Air Cortez
- Commenced operations: 1977; 49 years ago
- Ceased operations: 1986; 40 years ago
- Operating bases: Ontario Airport, Ontario, California;

= Air Cortez =

US airline

Air Cortez was a United States FAR 121 and 135 commuter airline that operated from 1977 to 1986. Air Cortez served a number of cities in Southern California, Arizona, Nevada and Baja California. In 1981, Air Cortez was operating nonstop passenger service between Ontario Airport (ONT) and Yuma, Arizona (YUM) with a Beech 18 prop aircraft. In 1985, the airline was operating scheduled passenger service between Las Vegas (LAS) and Grand Canyon National Park Airport (GCN) with Fairchild F-27 turboprop and Cessna 402 prop aircraft. Air Cortez also operated scheduled international passenger service to Mexico with the Fairchild F-27 on a routing of Ontario-San Diego-Guaymas-Mulege-Loreto.

==History==
Air Cortez, also known as Air Cortez International, and as Tucan Air (Central America), was based at Ontario, California.

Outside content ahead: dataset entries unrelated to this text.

//! RSI provider trait.

/// Source of RSI values for the Stochastic RSI pipeline.
///
/// Implementations return one value per input price. Entries for which the
/// lookback is not yet available are `NaN`; they mean "no value yet", not zero.
/// Any Wilder RSI satisfies this contract.
pub trait RsiProvider: Send + Sync {
    /// Compute the RSI series for `prices` with lookback `period`.
    fn rsi_series(&self, prices: &[f64], period: usize) -> Vec<f64>;
}

impl<F> RsiProvider for F
where
    F: Fn(&[f64], usize) -> Vec<f64> + Send + Sync,
{
    fn rsi_series(&self, prices: &[f64], period: usize) -> Vec<f64> {
        self(prices, period)
    }
}
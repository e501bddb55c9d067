//! Configuration management.

mod settings;

pub use settings::{AppConfig, AppSettings, LoggingConfig, StochRsiSettings};

use config::{Config, ConfigError, Environment, File};
use std::path::Path;

/// Environment variable prefix, e.g. `STOCHRSI__STOCH_RSI__PERIOD=21`.
pub const ENV_PREFIX: &str = "STOCHRSI";

/// Load configuration from file and environment.
///
/// The file is optional; every section falls back to its defaults.
pub fn load_config(path: &Path) -> Result<AppConfig, ConfigError> {
    let config = Config::builder()
        .add_source(File::from(path).required(false))
        .add_source(
            Environment::with_prefix(ENV_PREFIX)
                .separator("__")
                .try_parsing(true),
        )
        .build()?;

    config.try_deserialize()
}

#[cfg(test)]
mod tests {
    use super::*;
    use std::fs;

    #[test]
    fn test_missing_file_uses_defaults() {
        let config = load_config(Path::new("does/not/exist.toml")).unwrap();

        assert_eq!(config.stoch_rsi, StochRsiSettings::default());
        assert_eq!(config.logging.level, "info");
    }

    #[test]
    fn test_load_from_file() {
        let dir = std::env::temp_dir().join(format!("stochrsi-config-{}", std::process::id()));
        fs::create_dir_all(&dir).unwrap();
        let path = dir.join("custom.toml");
        fs::write(
            &path,
            "[stoch_rsi]\nperiod = 21\nk = 5\n\n[logging]\nlevel = \"debug\"\n",
        )
        .unwrap();

        let config = load_config(&path).unwrap();
        fs::remove_dir_all(&dir).unwrap();

        assert_eq!(config.stoch_rsi.period, 21);
        assert_eq!(config.stoch_rsi.k, 5);
        assert_eq!(config.stoch_rsi.d, 3);
        assert_eq!(config.logging.level, "debug");
        assert_eq!(config.logging.format, "pretty");
    }
}
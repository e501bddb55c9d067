//! Momentum indicators.

use serde::{Deserialize, Serialize};
use std::panic::{self, AssertUnwindSafe};
use stochrsi_core::error::{IndicatorError, IndicatorResult, Stage};
use stochrsi_core::traits::{Indicator, MultiOutputIndicator, RsiProvider};
use tracing::{debug, error};

use crate::rolling::{rolling_mean, rolling_min_max};
use crate::simd::gains_losses_simd;

/// Default RSI lookback.
pub const DEFAULT_RSI_PERIOD: usize = 14;
/// Default %K smoothing window.
pub const DEFAULT_K_PERIOD: usize = 3;
/// Default %D smoothing window.
pub const DEFAULT_D_PERIOD: usize = 3;

// Averages closer to zero than this are treated as zero.
const ZERO_EPSILON: f64 = 1e-8;

/// Wilder RSI over `data`, one value per price.
///
/// The first `period` entries are `NaN`; the first value is seeded with the
/// simple mean of the first `period` gains and losses, then smoothed with
/// `avg = (avg * (period - 1) + x) / period`. When both averages are zero the
/// RSI is `0`.
pub fn wilder_rsi(data: &[f64], period: usize) -> Vec<f64> {
    let mut result = vec![f64::NAN; data.len()];
    if period == 0 || data.len() <= period {
        return result;
    }

    let (gains, losses) = gains_losses_simd(data);
    let period_f64 = period as f64;

    // Initial average
    let mut avg_gain = gains[..period].iter().sum::<f64>() / period_f64;
    let mut avg_loss = losses[..period].iter().sum::<f64>() / period_f64;
    result[period] = rsi_value(avg_gain, avg_loss);

    for i in period..gains.len() {
        avg_gain = (avg_gain * (period_f64 - 1.0) + gains[i]) / period_f64;
        avg_loss = (avg_loss * (period_f64 - 1.0) + losses[i]) / period_f64;
        result[i + 1] = rsi_value(avg_gain, avg_loss);
    }

    result
}

fn rsi_value(avg_gain: f64, avg_loss: f64) -> f64 {
    let total = avg_gain + avg_loss;
    if total.abs() < ZERO_EPSILON {
        0.0
    } else {
        100.0 * (avg_gain / total)
    }
}

/// The Wilder RSI as an [`RsiProvider`].
///
/// This is the provider [`StochRsi`] uses unless told otherwise.
#[derive(Debug, Clone, Copy, Default)]
pub struct WilderRsi;

impl RsiProvider for WilderRsi {
    fn rsi_series(&self, prices: &[f64], period: usize) -> Vec<f64> {
        wilder_rsi(prices, period)
    }
}

/// Relative Strength Index (RSI).
///
/// Measures the speed and magnitude of recent price changes
/// to evaluate overbought or oversold conditions.
#[derive(Debug, Clone)]
pub struct Rsi {
    period: usize,
}

impl Rsi {
    /// Create a new RSI indicator.
    ///
    /// Common periods are 14 (default) or 9.
    pub fn new(period: usize) -> Self {
        assert!(period > 0, "Period must be greater than 0");
        Self { period }
    }
}

impl Default for Rsi {
    fn default() -> Self {
        Self::new(DEFAULT_RSI_PERIOD)
    }
}

impl Indicator for Rsi {
    type Output = f64;

    /// Only the defined values; the leading `NaN` lookback is dropped.
    fn calculate(&self, data: &[f64]) -> Vec<f64> {
        if data.len() <= self.period {
            return vec![];
        }

        let mut values = wilder_rsi(data, self.period);
        values.split_off(self.period)
    }

    fn period(&self) -> usize {
        self.period + 1 // Need period+1 data points
    }

    fn name(&self) -> &str {
        "RSI"
    }
}

/// Smoothed %K and %D lines of a Stochastic RSI run.
///
/// %K always exists when this value exists; %D needs `d_period` %K values.
#[derive(Debug, Clone, PartialEq, Serialize, Deserialize)]
pub struct StochRsiLines {
    /// %K: rolling mean of the raw Stochastic RSI
    pub k: Vec<f64>,
    /// %D: rolling mean of %K
    pub d: Option<Vec<f64>>,
}

impl StochRsiLines {
    /// Convert into the `(%K, %D)` optional pair.
    pub fn into_pair(self) -> (Option<Vec<f64>>, Option<Vec<f64>>) {
        (Some(self.k), self.d)
    }
}

/// Stochastic RSI output for a single bar.
#[derive(Debug, Clone, Copy, Serialize, Deserialize)]
pub struct StochRsiOutput {
    /// %K (smoothed stochastic of RSI)
    pub k: f64,
    /// %D (signal)
    pub d: f64,
}

/// Stochastic RSI with TradingView-style smoothing.
///
/// RSI values are normalised against their own rolling min/max over
/// `period`, scaled to 0..=100, then smoothed by a `k_period` mean (%K) and a
/// `d_period` mean of %K (%D).
///
/// A window where the RSI was flat gives `0 / 0`; that `NaN` is kept in the
/// output rather than treated as a failure.
#[derive(Debug, Clone)]
pub struct StochRsi<P = WilderRsi> {
    provider: P,
    period: usize,
    k_period: usize,
    d_period: usize,
}

impl StochRsi {
    /// Create a Stochastic RSI with default parameters (14, 3, 3).
    pub fn new() -> Self {
        Self::with_periods(DEFAULT_RSI_PERIOD, DEFAULT_K_PERIOD, DEFAULT_D_PERIOD)
    }

    /// Create with custom periods and the Wilder RSI.
    ///
    /// Parameters are checked when calculating, not here.
    pub fn with_periods(period: usize, k_period: usize, d_period: usize) -> Self {
        Self::with_provider(WilderRsi, period, k_period, d_period)
    }
}

impl Default for StochRsi {
    fn default() -> Self {
        Self::new()
    }
}

impl<P: RsiProvider> StochRsi<P> {
    /// Create with a custom RSI provider.
    pub fn with_provider(provider: P, period: usize, k_period: usize, d_period: usize) -> Self {
        Self {
            provider,
            period,
            k_period,
            d_period,
        }
    }

    /// `(period, k_period, d_period)`.
    pub fn periods(&self) -> (usize, usize, usize) {
        (self.period, self.k_period, self.d_period)
    }

    fn validate_params(&self) -> IndicatorResult<()> {
        if self.period < 2 {
            return Err(IndicatorError::InvalidParameter(format!(
                "RSI period must be at least 2, got {}",
                self.period
            )));
        }
        if self.k_period == 0 {
            return Err(IndicatorError::InvalidParameter(
                "%K period must be at least 1".to_string(),
            ));
        }
        if self.d_period == 0 {
            return Err(IndicatorError::InvalidParameter(
                "%D period must be at least 1".to_string(),
            ));
        }
        Ok(())
    }

    /// Calculate the %K and %D lines.
    ///
    /// # Errors
    /// - `InsufficientData` with [`Stage::Rsi`] when fewer than `period` RSI
    ///   values are defined
    /// - `InsufficientData` with [`Stage::PercentK`] when fewer than
    ///   `k_period` raw Stochastic RSI values exist
    /// - `InvalidParameter` / `CalculationError` for bad periods or a
    ///   provider that panics or breaks its length contract
    ///
    /// Too few %K values for %D is not an error: `d` is `None`.
    pub fn try_calculate(&self, prices: &[f64]) -> IndicatorResult<StochRsiLines> {
        self.validate_params()?;

        let rsi = panic::catch_unwind(AssertUnwindSafe(|| {
            self.provider.rsi_series(prices, self.period)
        }))
        .map_err(|payload| {
            IndicatorError::CalculationError(format!(
                "RSI provider panicked: {}",
                panic_message(payload.as_ref())
            ))
        })?;
        if rsi.len() != prices.len() {
            return Err(IndicatorError::CalculationError(format!(
                "RSI provider returned {} values for {} prices",
                rsi.len(),
                prices.len()
            )));
        }

        let rsi_valid: Vec<f64> = rsi.into_iter().filter(|v| !v.is_nan()).collect();
        if rsi_valid.len() < self.period {
            return Err(IndicatorError::InsufficientData {
                stage: Stage::Rsi,
                required: self.period,
                available: rsi_valid.len(),
            });
        }

        let (min_rsi, max_rsi) = rolling_min_max(&rsi_valid, self.period);

        // Each window is scored by the RSI at its end. Scaling the ratio keeps
        // the result within [0, 100] after rounding.
        let tail = &rsi_valid[rsi_valid.len() - min_rsi.len()..];
        let stoch_rsi: Vec<f64> = tail
            .iter()
            .zip(min_rsi.iter().zip(max_rsi.iter()))
            .map(|(&rsi, (&lowest, &highest))| 100.0 * ((rsi - lowest) / (highest - lowest)))
            .collect();

        if stoch_rsi.len() < self.k_period {
            return Err(IndicatorError::InsufficientData {
                stage: Stage::PercentK,
                required: self.k_period,
                available: stoch_rsi.len(),
            });
        }

        let k = rolling_mean(&stoch_rsi, self.k_period);
        let d = (k.len() >= self.d_period).then(|| rolling_mean(&k, self.d_period));

        Ok(StochRsiLines { k, d })
    }

    /// Calculate the `(%K, %D)` pair, absorbing every failure.
    ///
    /// Never fails: insufficient data, bad parameters and provider faults all
    /// come back as `None` for the affected lines and are logged. Running out
    /// of RSI values and faults are logged at ERROR, the later smoothing
    /// stages at DEBUG.
    pub fn compute(&self, prices: &[f64]) -> (Option<Vec<f64>>, Option<Vec<f64>>) {
        match self.try_calculate(prices) {
            Ok(lines) => {
                if lines.d.is_none() {
                    debug!(
                        stage = %Stage::PercentD,
                        required = self.d_period,
                        available = lines.k.len(),
                        "Not enough %K values to compute %D"
                    );
                }
                lines.into_pair()
            }
            Err(IndicatorError::InsufficientData {
                stage: Stage::Rsi,
                required,
                available,
            }) => {
                error!(
                    stage = %Stage::Rsi,
                    required,
                    available,
                    "Not enough RSI values to compute Stochastic RSI"
                );
                (None, None)
            }
            Err(IndicatorError::InsufficientData {
                stage,
                required,
                available,
            }) => {
                debug!(
                    stage = %stage,
                    required,
                    available,
                    "Not enough Stochastic RSI values to compute %K"
                );
                (None, None)
            }
            Err(e) => {
                error!(
                    period = self.period,
                    k = self.k_period,
                    d = self.d_period,
                    "An error occurred: {}",
                    e
                );
                (None, None)
            }
        }
    }
}

impl<P: RsiProvider> MultiOutputIndicator for StochRsi<P> {
    type Outputs = StochRsiOutput;

    /// Bars where both lines exist, aligned on their last value.
    fn calculate(&self, data: &[f64]) -> Vec<StochRsiOutput> {
        let lines = match self.try_calculate(data) {
            Ok(lines) => lines,
            Err(_) => return vec![],
        };

        let Some(d_line) = lines.d else {
            return vec![];
        };

        let offset = lines.k.len() - d_line.len();
        lines.k[offset..]
            .iter()
            .zip(d_line.iter())
            .map(|(&k, &d)| StochRsiOutput { k, d })
            .collect()
    }

    fn period(&self) -> usize {
        // period prices before the first RSI, then period + k + d - 2 RSI values
        self.period
            .saturating_mul(2)
            .saturating_add(self.k_period)
            .saturating_add(self.d_period)
            .saturating_sub(2)
    }

    fn name(&self) -> &str {
        "StochRSI"
    }
}

fn panic_message(payload: &(dyn std::any::Any + Send)) -> &str {
    if let Some(msg) = payload.downcast_ref::<&str>() {
        *msg
    } else if let Some(msg) = payload.downcast_ref::<String>() {
        msg.as_str()
    } else {
        "unknown panic"
    }
}

/// Stochastic RSI `(%K, %D)` of `prices` with the Wilder RSI.
///
/// Shorthand for [`StochRsi::compute`]; see it for the failure policy.
pub fn stoch_rsi(
    prices: &[f64],
    period: usize,
    k_period: usize,
    d_period: usize,
) -> (Option<Vec<f64>>, Option<Vec<f64>>) {
    StochRsi::with_periods(period, k_period, d_period).compute(prices)
}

Its cargo and passenger operations were based at Ontario Airport, and included scheduled and demand passenger and cargo service to most of the contiguous states, Jamaica, Panama, Mexico, Guatemala, Grand Bahama, Cuba, Honduras, Belize and the Channel Islands.

In 1986, the airline ceased operations.

==Fleet==
It operated a mixed fleet of Beechcraft D-18, E-18S, G-18S and H-18S, Cessna 401, 402, 404, 411, 414 and 421, and Fairchild F-27 and F-27J aircraft.